* GIVEN ENTRIES
+--

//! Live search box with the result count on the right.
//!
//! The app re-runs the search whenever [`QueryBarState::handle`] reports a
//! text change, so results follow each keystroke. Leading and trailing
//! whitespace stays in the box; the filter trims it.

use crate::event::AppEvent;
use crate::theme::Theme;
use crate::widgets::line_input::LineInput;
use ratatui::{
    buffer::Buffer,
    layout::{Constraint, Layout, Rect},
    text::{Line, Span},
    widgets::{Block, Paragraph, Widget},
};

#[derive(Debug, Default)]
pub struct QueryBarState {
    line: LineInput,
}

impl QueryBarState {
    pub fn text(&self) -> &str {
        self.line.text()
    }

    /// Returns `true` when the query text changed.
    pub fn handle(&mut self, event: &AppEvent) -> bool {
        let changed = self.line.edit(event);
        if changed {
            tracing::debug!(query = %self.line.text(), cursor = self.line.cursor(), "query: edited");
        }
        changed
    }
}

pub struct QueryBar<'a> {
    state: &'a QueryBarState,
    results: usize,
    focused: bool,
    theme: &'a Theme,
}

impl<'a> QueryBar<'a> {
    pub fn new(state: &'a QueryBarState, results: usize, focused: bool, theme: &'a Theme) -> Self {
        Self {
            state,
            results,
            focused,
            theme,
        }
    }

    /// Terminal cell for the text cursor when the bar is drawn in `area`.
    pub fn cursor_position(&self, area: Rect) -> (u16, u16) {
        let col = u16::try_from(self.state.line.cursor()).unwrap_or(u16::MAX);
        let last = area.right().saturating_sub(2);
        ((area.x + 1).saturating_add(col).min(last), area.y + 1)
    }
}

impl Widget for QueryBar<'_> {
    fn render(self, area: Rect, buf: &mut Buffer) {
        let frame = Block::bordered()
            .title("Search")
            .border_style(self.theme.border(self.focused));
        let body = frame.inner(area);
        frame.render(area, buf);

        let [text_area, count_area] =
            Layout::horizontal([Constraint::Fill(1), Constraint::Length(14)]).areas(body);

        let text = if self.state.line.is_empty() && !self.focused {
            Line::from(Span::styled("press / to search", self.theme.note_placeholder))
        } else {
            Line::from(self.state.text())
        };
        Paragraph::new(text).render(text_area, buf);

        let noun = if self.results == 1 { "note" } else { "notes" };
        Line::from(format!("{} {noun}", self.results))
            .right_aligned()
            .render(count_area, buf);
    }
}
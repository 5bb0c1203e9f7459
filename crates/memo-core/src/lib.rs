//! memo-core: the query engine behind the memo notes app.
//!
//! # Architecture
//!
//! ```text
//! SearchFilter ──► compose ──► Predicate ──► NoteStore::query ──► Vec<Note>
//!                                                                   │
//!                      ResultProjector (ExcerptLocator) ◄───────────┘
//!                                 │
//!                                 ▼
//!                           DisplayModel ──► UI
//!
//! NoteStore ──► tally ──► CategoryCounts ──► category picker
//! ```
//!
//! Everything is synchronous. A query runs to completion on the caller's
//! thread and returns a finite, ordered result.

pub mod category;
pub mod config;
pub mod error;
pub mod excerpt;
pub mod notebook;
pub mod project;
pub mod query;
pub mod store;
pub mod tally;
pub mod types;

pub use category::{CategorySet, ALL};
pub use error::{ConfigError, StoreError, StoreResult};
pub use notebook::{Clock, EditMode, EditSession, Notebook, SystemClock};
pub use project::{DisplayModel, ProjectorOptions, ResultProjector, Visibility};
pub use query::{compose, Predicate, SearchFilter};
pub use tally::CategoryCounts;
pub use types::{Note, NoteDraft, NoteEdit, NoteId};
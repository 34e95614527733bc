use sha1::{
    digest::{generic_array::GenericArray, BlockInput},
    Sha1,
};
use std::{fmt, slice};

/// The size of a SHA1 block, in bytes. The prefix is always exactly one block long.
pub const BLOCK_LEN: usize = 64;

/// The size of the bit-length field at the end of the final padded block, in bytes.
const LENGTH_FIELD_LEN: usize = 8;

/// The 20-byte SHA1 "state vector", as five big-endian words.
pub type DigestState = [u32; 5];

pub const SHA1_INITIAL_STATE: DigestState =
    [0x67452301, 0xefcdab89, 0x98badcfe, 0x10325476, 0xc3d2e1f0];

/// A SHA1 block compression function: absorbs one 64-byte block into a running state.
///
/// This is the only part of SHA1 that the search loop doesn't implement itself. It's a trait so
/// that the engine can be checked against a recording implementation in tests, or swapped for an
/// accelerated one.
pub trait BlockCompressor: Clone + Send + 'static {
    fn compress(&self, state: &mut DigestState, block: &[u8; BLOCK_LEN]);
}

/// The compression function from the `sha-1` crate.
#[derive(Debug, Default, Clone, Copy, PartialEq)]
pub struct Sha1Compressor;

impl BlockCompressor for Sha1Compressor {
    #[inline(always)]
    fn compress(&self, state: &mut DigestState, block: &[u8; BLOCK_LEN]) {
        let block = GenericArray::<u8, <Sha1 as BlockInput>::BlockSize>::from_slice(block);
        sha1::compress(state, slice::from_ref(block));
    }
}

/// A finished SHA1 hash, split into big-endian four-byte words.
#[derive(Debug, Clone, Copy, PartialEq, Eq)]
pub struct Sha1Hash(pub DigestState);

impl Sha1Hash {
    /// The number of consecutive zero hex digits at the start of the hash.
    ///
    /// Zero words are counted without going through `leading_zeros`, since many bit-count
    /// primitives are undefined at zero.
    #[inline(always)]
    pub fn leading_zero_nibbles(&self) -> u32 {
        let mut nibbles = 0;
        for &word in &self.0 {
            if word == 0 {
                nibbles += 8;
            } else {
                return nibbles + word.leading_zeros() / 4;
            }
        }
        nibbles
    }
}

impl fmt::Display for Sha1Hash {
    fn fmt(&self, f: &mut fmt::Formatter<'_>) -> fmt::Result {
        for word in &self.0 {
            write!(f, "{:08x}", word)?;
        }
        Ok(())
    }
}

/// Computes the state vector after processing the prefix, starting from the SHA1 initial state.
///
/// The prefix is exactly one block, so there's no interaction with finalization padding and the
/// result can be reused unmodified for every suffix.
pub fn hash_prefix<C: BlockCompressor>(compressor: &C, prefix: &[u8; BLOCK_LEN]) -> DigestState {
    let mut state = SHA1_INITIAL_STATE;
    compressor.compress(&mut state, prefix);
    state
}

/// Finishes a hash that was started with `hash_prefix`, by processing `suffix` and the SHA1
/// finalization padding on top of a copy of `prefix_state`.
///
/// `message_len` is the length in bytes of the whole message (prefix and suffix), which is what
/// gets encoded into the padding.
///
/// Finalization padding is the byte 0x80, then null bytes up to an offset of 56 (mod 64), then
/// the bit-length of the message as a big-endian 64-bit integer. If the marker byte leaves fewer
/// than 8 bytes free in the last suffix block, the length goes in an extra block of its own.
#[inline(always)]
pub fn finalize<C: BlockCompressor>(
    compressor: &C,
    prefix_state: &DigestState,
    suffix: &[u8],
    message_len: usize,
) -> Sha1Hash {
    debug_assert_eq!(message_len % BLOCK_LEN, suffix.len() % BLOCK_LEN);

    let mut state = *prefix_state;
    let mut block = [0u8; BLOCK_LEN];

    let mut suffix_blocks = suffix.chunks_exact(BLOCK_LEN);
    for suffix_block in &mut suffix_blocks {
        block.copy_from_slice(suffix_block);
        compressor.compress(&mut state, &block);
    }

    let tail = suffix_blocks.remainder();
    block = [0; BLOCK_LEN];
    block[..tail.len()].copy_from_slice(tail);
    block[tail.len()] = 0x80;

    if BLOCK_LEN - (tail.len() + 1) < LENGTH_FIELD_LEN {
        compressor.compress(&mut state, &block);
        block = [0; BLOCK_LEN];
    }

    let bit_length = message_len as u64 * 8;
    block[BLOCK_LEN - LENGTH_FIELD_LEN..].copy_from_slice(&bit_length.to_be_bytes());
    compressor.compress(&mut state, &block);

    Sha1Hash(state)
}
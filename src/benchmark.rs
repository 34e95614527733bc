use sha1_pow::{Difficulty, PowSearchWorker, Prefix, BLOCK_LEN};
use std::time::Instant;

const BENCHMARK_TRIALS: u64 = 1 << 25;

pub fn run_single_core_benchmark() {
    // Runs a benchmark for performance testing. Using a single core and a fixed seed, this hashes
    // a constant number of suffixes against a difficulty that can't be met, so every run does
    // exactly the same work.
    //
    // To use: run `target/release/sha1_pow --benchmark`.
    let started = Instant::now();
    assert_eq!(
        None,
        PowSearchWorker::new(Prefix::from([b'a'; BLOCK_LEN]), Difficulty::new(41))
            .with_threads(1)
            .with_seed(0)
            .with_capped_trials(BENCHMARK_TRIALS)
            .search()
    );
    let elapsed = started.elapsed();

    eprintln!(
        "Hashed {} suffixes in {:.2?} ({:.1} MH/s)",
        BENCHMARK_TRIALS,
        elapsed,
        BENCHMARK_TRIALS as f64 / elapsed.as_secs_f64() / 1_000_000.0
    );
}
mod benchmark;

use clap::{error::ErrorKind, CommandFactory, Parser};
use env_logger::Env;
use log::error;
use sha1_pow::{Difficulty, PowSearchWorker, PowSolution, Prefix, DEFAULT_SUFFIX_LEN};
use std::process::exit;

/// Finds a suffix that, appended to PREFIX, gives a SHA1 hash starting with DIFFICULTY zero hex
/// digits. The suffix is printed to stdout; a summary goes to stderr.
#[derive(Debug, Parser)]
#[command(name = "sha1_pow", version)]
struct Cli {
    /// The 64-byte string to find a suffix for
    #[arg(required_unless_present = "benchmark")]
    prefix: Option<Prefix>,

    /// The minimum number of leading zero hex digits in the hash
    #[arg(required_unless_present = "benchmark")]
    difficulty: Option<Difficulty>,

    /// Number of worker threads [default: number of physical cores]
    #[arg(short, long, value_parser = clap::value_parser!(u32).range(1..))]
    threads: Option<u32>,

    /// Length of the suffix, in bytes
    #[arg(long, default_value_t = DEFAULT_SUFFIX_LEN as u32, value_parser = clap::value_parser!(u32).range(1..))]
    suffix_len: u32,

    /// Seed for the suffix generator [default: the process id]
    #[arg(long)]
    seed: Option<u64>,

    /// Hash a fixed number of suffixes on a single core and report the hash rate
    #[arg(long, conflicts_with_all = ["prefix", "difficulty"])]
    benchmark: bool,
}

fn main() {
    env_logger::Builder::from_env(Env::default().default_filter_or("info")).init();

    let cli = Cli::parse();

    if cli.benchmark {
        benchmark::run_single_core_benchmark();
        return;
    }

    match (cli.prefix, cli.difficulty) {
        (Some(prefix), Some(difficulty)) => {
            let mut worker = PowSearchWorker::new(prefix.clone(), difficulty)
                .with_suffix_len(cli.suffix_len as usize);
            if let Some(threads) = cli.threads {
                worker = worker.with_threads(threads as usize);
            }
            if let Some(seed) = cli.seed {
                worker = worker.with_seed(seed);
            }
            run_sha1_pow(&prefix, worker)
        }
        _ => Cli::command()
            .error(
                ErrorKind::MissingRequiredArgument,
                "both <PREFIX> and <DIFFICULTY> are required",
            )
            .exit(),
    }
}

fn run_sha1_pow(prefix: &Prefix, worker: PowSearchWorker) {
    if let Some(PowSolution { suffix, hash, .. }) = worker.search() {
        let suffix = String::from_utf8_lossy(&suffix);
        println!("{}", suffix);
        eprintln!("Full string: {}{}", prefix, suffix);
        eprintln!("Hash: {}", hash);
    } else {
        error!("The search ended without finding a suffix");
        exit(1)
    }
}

+--

* WORK TO BE COMPLETED
Every line above that includes the word "event" must appear in the answer.

* TASK ANSWER
use crate::event::AppEvent;
    pub fn handle(&mut self, event: &AppEvent) -> bool {
        let changed = self.line.edit(event);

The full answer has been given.